Confirm the following by editing each check box to '[x]'

I am familiar with the essential aspects of Bioconductor software management, including:

For questions/help about the submission process, including questions about the output of the automatic reports generated by the SPB (Single Package Builder), please use the #package-submission channel of our Community Slack. Follow the link on the home page of the Bioconductor website to sign up.

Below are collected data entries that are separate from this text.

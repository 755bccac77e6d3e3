use anyhow::{Context, Result};
use clap::{Args, Parser, Subcommand, ValueEnum};
use std::fs;
use std::path::{Path, PathBuf};
use std::sync::Arc;
use tracing::info;
use tracing_subscriber::EnvFilter;

use qabas_ocr::clean::PageCleaner;
use qabas_ocr::config::PipelineConfig;
use qabas_ocr::ocr::ShardCollector;
use qabas_ocr::pipeline::LocalStore;
use qabas_ocr::reflow::{Chunk, SpeechChunker, SummaryChunker};

#[derive(Debug, Parser)]
#[command(author, version, about = "Arabic book OCR cleaning CLI")]
struct Cli {
    #[command(subcommand)]
    command: Commands,
}

#[derive(Debug, Subcommand)]
enum Commands {
    /// Clean a directory of OCR shard JSON into book.txt and per-page files
    Clean(CleanArgs),
    /// Cut a text file into speech or summarization chunks
    Chunk(ChunkArgs),
    /// Split a PDF into page-bounded parts
    Split(SplitArgs),
}

#[derive(Debug, Args)]
struct CleanArgs {
    /// Directory holding the OCR shard JSON files
    #[arg(long)]
    shards: PathBuf,
    /// Output directory
    #[arg(long)]
    output: PathBuf,
    /// Path to configuration JSON file
    #[arg(long)]
    config: Option<PathBuf>,
}

#[derive(Debug, Clone, Copy, ValueEnum)]
enum ChunkMode {
    Speech,
    Summary,
}

#[derive(Debug, Args)]
struct ChunkArgs {
    /// Text file to chunk
    #[arg(long)]
    input: PathBuf,
    /// Output directory for part-NNN.txt files
    #[arg(long)]
    output: PathBuf,
    #[arg(long, value_enum, default_value = "speech")]
    mode: ChunkMode,
    /// Path to configuration JSON file
    #[arg(long)]
    config: Option<PathBuf>,
}

#[derive(Debug, Args)]
struct SplitArgs {
    /// PDF to split
    #[arg(long)]
    input: PathBuf,
    /// Output directory for part-NNN.pdf files
    #[arg(long)]
    output: PathBuf,
    /// Maximum pages per part
    #[arg(long, default_value = "100")]
    max_pages: usize,
}

#[tokio::main]
async fn main() -> Result<()> {
    // Initialize tracing
    tracing_subscriber::fmt()
        .with_env_filter(
            EnvFilter::try_from_default_env()
                .unwrap_or_else(|_| EnvFilter::new("info")),
        )
        .init();

    let cli = Cli::parse();

    match cli.command {
        Commands::Clean(args) => clean_command(args).await,
        Commands::Chunk(args) => chunk_command(args),
        Commands::Split(args) => split_command(args),
    }
}

fn load_config(path: Option<&Path>) -> Result<PipelineConfig> {
    let config = match path {
        Some(path) => {
            info!("Loading configuration from: {:?}", path);
            let config_str = fs::read_to_string(path)
                .with_context(|| format!("Failed to read config file: {:?}", path))?;
            serde_json::from_str(&config_str).with_context(|| "Failed to parse config JSON")?
        }
        None => PipelineConfig::default(),
    };
    config.validate();
    Ok(config)
}

async fn clean_command(args: CleanArgs) -> Result<()> {
    let mut config = load_config(args.config.as_deref())?;
    // Shards are already on disk, no need to wait for them
    config.collector.max_attempts = 1;

    let store = Arc::new(LocalStore::new(&args.shards));
    let collector = ShardCollector::new(store, config.collector.clone());
    let raw_pages = collector
        .collect("")
        .await
        .with_context(|| format!("Failed to collect OCR shards from {:?}", args.shards))?;

    let document = PageCleaner::new(config.cleaner.clone()).clean_document(&raw_pages);
    if document.content_count() == 0 {
        anyhow::bail!("No content pages left after cleaning {:?}", args.shards);
    }

    let pages_dir = args.output.join("pages");
    fs::create_dir_all(&pages_dir)
        .with_context(|| format!("Failed to create output directory: {:?}", pages_dir))?;

    for (name, body) in document.page_files() {
        let page_path = pages_dir.join(name);
        fs::write(&page_path, body).with_context(|| format!("Failed to write page: {:?}", page_path))?;
    }

    let book_path = args.output.join("book.txt");
    fs::write(&book_path, document.combined_text())
        .with_context(|| format!("Failed to write combined text: {:?}", book_path))?;

    info!("Wrote {:?} ({} pages)", book_path, document.len());
    for (kind, count) in document.kind_counts() {
        println!("{:<28} {}", kind, count);
    }
    Ok(())
}

fn chunk_command(args: ChunkArgs) -> Result<()> {
    let config = load_config(args.config.as_deref())?;
    let text = fs::read_to_string(&args.input)
        .with_context(|| format!("Failed to read input text: {:?}", args.input))?;

    let chunks: Vec<Chunk> = match args.mode {
        ChunkMode::Speech => SpeechChunker::new(config.speech.clone()).chunk(&text),
        ChunkMode::Summary => {
            let plan = SummaryChunker::new(config.summary.clone()).plan(&text)?;
            info!(
                "Summary target: {}-{} words per chunk summary",
                plan.target_words.min, plan.target_words.max
            );
            plan.chunks
        }
    };

    fs::create_dir_all(&args.output)
        .with_context(|| format!("Failed to create output directory: {:?}", args.output))?;
    for chunk in &chunks {
        let path = args.output.join(chunk.file_name("txt"));
        fs::write(&path, &chunk.text).with_context(|| format!("Failed to write chunk: {:?}", path))?;
    }

    info!("Wrote {} {:?} chunks to {:?}", chunks.len(), args.mode, args.output);
    Ok(())
}

#[cfg(feature = "pdf-split")]
fn split_command(args: SplitArgs) -> Result<()> {
    use qabas_ocr::pipeline::{plan_parts, DocumentSplitter, PdfSplitter};

    if args.max_pages == 0 {
        anyhow::bail!("--max-pages must be > 0");
    }

    let bytes = fs::read(&args.input).with_context(|| format!("Failed to read PDF: {:?}", args.input))?;
    let splitter = PdfSplitter;
    let total = splitter.page_count(&bytes)?;
    info!("PDF page count detected: {}", total);

    fs::create_dir_all(&args.output)
        .with_context(|| format!("Failed to create output directory: {:?}", args.output))?;

    let parts = plan_parts(total, args.max_pages);
    for (idx, range) in parts.iter().enumerate() {
        let part = splitter.extract(&bytes, range.clone())?;
        let path = args.output.join(format!("part-{:03}.pdf", idx + 1));
        fs::write(&path, part).with_context(|| format!("Failed to write part: {:?}", path))?;
        info!("Created split part {} (pages {}-{})", idx + 1, range.start + 1, range.end);
    }

    info!("Split {:?} into {} parts", args.input, parts.len());
    Ok(())
}

#[cfg(not(feature = "pdf-split"))]
fn split_command(_args: SplitArgs) -> Result<()> {
    anyhow::bail!("PDF splitting requires the `pdf-split` feature")
}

bioc-issue-bot commented 2 years ago

Hi @zijianni

Thanks for submitting your package. We are taking a quick look at it and you will hear back from us soon.

The DESCRIPTION file for this package is:

Package: SpotClean
Version: 0.99.3
Date: 2022/4/11
Title: SpotClean adjusts for spot swapping in spatial transcriptomics data
Authors@R: c(
    person("Zijian", "Ni", role = c("aut", "cre"), email = "zni25@wisc.edu"), 
    person("Christina", "Kendziorski", role="ctb"))
Depends: 
    R (>= 4.0.0),
Imports: 
    stats,
    methods,
    utils,
    dplyr,
    S4Vectors,
    SummarizedExperiment,
    Matrix,
    rhdf5,
    ggplot2,
    grid,
    readbitmap,
    rjson,
    tibble,
    viridis,
    grDevices,
    RColorBrewer,
    Seurat
Suggests: 
    testthat (>= 2.1.0),
    knitr,
    BiocStyle,
    rmarkdown,
    R.utils
biocViews:
    DataImport,
    RNASeq,
    Sequencing,
    GeneExpression,
    Spatial,
    Transcriptomics,
    Preprocessing
Description: 
    SpotClean is a computational method to adjust for spot swapping in spatial 
    transcriptomics data. Recent spatial transcriptomics experiments utilize 
    slides containing thousands of spots with spot-specific barcodes that bind 
    mRNA. Ideally, unique molecular identifiers at a spot measure spot-specific 
    expression, but this is often not the case due to bleed from nearby spots, 
    an artifact we refer to as spot swapping. SpotClean is able to estimate the 
    contamination rate in observed data and decontaminate the spot swapping 
    effect, thus increase the sensitivity and precision of downstream analyses. 
License: GPL-3
NeedsCompilation: yes
VignetteBuilder: knitr
Encoding: UTF-8
SystemRequirements: C++11
RoxygenNote: 7.1.2
URL: https://github.com/zijianni/SpotClean
BugReports: https://github.com/zijianni/SpotClean/issues
drisso commented 2 years ago

Dear @zijianni,

this looks like a really interesting and useful package! Thanks for contributing it to Bioconductor!

Looking at your code, I've noticed that you have a custom reader function for 10X Visium data and that you use SummarizedExperiment to store the data, storing the spatial information inside the metadata slot. Do I understand correctly?

I wanted to make sure that you are aware of the SpatialExperiment package, which is our attempt at extending SummarizedExperiment to store spatial transcriptomic data.

In that package, we provide the read10xVisium function to read 10X Visium data. This function returns a SpatialExperiment object that stores all the data that you need for your package (including the image). It shouldn't be much work to restructure the package to use SpatialExperiment and this will ensure interoperability between your and other spatial transcriptomic packages. For instance, it will allow users to visualize the data using the ggspavis package.

We are very open to engaging with the community and getting feedback by developers on the SpatialExperiment class.

Tagging @lmweber @HelenaLC @drighelli who are actually developing SpatialExperiment in case they have further input.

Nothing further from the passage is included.